Extracted records
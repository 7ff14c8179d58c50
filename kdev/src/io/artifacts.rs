//! Installer ISO acquisition with SHA-256 verification.

use std::collections::BTreeMap;
use std::fs::{self, File};
use std::io::{self, Write};
use std::path::Path;

use sha2::{Digest, Sha256};
use tracing::{debug, info, instrument, warn};

use crate::error::{ProvisionError, Result};

const USER_AGENT: &str = concat!("kdev/", env!("CARGO_PKG_VERSION"));

/// Bytes between download progress log lines.
const PROGRESS_STEP: u64 = 64 * 1024 * 1024;

/// Something that can place a verified installer ISO at a path.
pub trait ArtifactSource {
    fn ensure_iso(&self, dest: &Path) -> Result<()>;
}

/// Downloads the ISO over HTTP and checks it against the published sums.
#[derive(Debug, Clone)]
pub struct HttpArtifactSource {
    iso_url: String,
    sha256_url: String,
    client: reqwest::blocking::Client,
}

impl HttpArtifactSource {
    pub fn new(iso_url: &str, sha256_url: &str) -> Result<Self> {
        // ISO downloads take minutes; the default 30s total timeout would cut them off.
        let client = reqwest::blocking::Client::builder()
            .user_agent(USER_AGENT)
            .timeout(None)
            .build()
            .map_err(|e| artifact_error("http client", e))?;
        Ok(Self {
            iso_url: iso_url.to_string(),
            sha256_url: sha256_url.to_string(),
            client,
        })
    }

    fn fetch_text(&self, url: &str) -> Result<String> {
        self.client
            .get(url)
            .send()
            .and_then(|r| r.error_for_status())
            .and_then(|r| r.text())
            .map_err(|e| artifact_error(url, e))
    }

    fn download(&self, dest: &Path) -> Result<()> {
        let part = dest.with_extension("iso.part");
        info!(url = %self.iso_url, dest = %dest.display(), "downloading installer ISO");
        let mut response = self
            .client
            .get(&self.iso_url)
            .send()
            .and_then(|r| r.error_for_status())
            .map_err(|e| artifact_error(&self.iso_url, e))?;
        let mut file = ProgressWriter::new(File::create(&part)?, response.content_length());
        let bytes = response
            .copy_to(&mut file)
            .map_err(|e| artifact_error(&self.iso_url, e))?;
        file.flush()?;
        drop(file);
        fs::rename(&part, dest)?;
        info!(bytes, "download complete");
        Ok(())
    }
}

impl ArtifactSource for HttpArtifactSource {
    #[instrument(skip_all, fields(dest = %dest.display()))]
    fn ensure_iso(&self, dest: &Path) -> Result<()> {
        let name = file_name_from_url(&self.iso_url);
        let sums = parse_checksums(&self.fetch_text(&self.sha256_url)?);
        let expected = sums.get(&name).ok_or_else(|| ProvisionError::Artifact {
            name: name.clone(),
            reason: format!("no checksum listed in {}", self.sha256_url),
        })?;

        if dest.exists() {
            debug!("verifying existing ISO");
            if file_sha256(dest)? == *expected {
                info!("existing ISO matches published checksum");
                return Ok(());
            }
            warn!("existing ISO checksum mismatch, downloading again");
        }

        if let Some(parent) = dest.parent() {
            fs::create_dir_all(parent)?;
        }
        self.download(dest)?;

        let actual = file_sha256(dest)?;
        if actual != *expected {
            if let Err(e) = fs::remove_file(dest) {
                warn!(err = %e, "failed to remove corrupt download");
            }
            return Err(ProvisionError::Artifact {
                name,
                reason: format!("checksum mismatch: expected {expected}, got {actual}"),
            });
        }
        info!("ISO verified");
        Ok(())
    }
}

/// Writer that logs how much of a download has arrived every
/// [`PROGRESS_STEP`] bytes.
pub struct ProgressWriter<W> {
    inner: W,
    total: Option<u64>,
    written: u64,
    next_report: u64,
}

impl<W: Write> ProgressWriter<W> {
    pub fn new(inner: W, total: Option<u64>) -> Self {
        Self {
            inner,
            total,
            written: 0,
            next_report: PROGRESS_STEP,
        }
    }

    pub fn written(&self) -> u64 {
        self.written
    }
}

impl<W: Write> Write for ProgressWriter<W> {
    fn write(&mut self, buf: &[u8]) -> io::Result<usize> {
        let n = self.inner.write(buf)?;
        self.written += n as u64;
        if self.written >= self.next_report {
            match self.total {
                Some(total) if total > 0 => info!(
                    mib = self.written >> 20,
                    total_mib = total >> 20,
                    percent = self.written * 100 / total,
                    "downloading"
                ),
                _ => info!(mib = self.written >> 20, "downloading"),
            }
            while self.next_report <= self.written {
                self.next_report += PROGRESS_STEP;
            }
        }
        Ok(n)
    }

    fn flush(&mut self) -> io::Result<()> {
        self.inner.flush()
    }
}

/// Parse a `sha256sums.txt` body (`<hex>  <file>` per line) into a map keyed
/// by file name. Binary-mode markers (`*file`) are stripped.
pub fn parse_checksums(text: &str) -> BTreeMap<String, String> {
    text.lines()
        .filter_map(|line| {
            let mut fields = line.split_whitespace();
            let sum = fields.next()?;
            let name = fields.next()?;
            Some((
                name.trim_start_matches('*').to_string(),
                sum.to_ascii_lowercase(),
            ))
        })
        .collect()
}

/// Lowercase hex SHA-256 of a file's contents.
pub fn file_sha256(path: &Path) -> io::Result<String> {
    let mut file = File::open(path)?;
    let mut hasher = Sha256::new();
    io::copy(&mut file, &mut hasher)?;
    Ok(hex::encode(hasher.finalize()))
}

/// Copy the ISO aside so the installer can boot from a stable file.
pub fn backup_iso(iso: &Path, backup: &Path) -> Result<()> {
    fs::copy(iso, backup)?;
    info!(backup = %backup.display(), "ISO backed up");
    Ok(())
}

fn file_name_from_url(url: &str) -> String {
    let path = url.split(['?', '#']).next().unwrap_or(url);
    path.rsplit('/').next().unwrap_or(path).to_string()
}

fn artifact_error(name: &str, err: reqwest::Error) -> ProvisionError {
    ProvisionError::Artifact {
        name: name.to_string(),
        reason: err.to_string(),
    }
}

#[cfg(test)]
mod tests {
    use super::*;

    #[test]
    fn parses_sums_file() {
        let sums = parse_checksums(
            "ABCDEF0123  archlinux-x86_64.iso\n\
             1111  *archlinux-bootstrap-x86_64.tar.zst\n\
             \n\
             malformed\n",
        );
        assert_eq!(
            sums.get("archlinux-x86_64.iso").map(String::as_str),
            Some("abcdef0123")
        );
        assert_eq!(
            sums.get("archlinux-bootstrap-x86_64.tar.zst").map(String::as_str),
            Some("1111")
        );
        assert_eq!(sums.len(), 2);
    }

    #[test]
    fn hashes_file_contents() {
        let temp = tempfile::tempdir().expect("tempdir");
        let path = temp.path().join("blob");
        fs::write(&path, b"abc").expect("write");
        assert_eq!(
            file_sha256(&path).expect("hash"),
            "ba7816bf8f01cfea414140de5dae2223b00361a396177a9cb410ff61f20015ad"
        );
    }

    #[test]
    fn progress_writer_counts_and_forwards() {
        let mut out = ProgressWriter::new(Vec::new(), Some(6));
        out.write_all(b"abc").expect("write");
        out.write_all(b"def").expect("write");
        assert_eq!(out.written(), 6);
        assert_eq!(out.inner, b"abcdef");
    }

    #[test]
    fn progress_reports_advance_past_large_writes() {
        let chunk = vec![0u8; 1024 * 1024];
        let mut out = ProgressWriter::new(io::sink(), None);
        for _ in 0..130 {
            out.write_all(&chunk).expect("write");
        }
        assert_eq!(out.written(), 130 * 1024 * 1024);
        assert_eq!(out.next_report, 3 * PROGRESS_STEP);
    }

    #[test]
    fn file_name_ignores_query() {
        assert_eq!(
            file_name_from_url("https://m.example/iso/latest/archlinux-x86_64.iso?x=1"),
            "archlinux-x86_64.iso"
        );
    }
}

What the exercise asks
Copy out all lines above that include the string "temp".

Your response
        let temp = tempfile::tempdir().expect("tempdir");
        let path = temp.path().join("blob");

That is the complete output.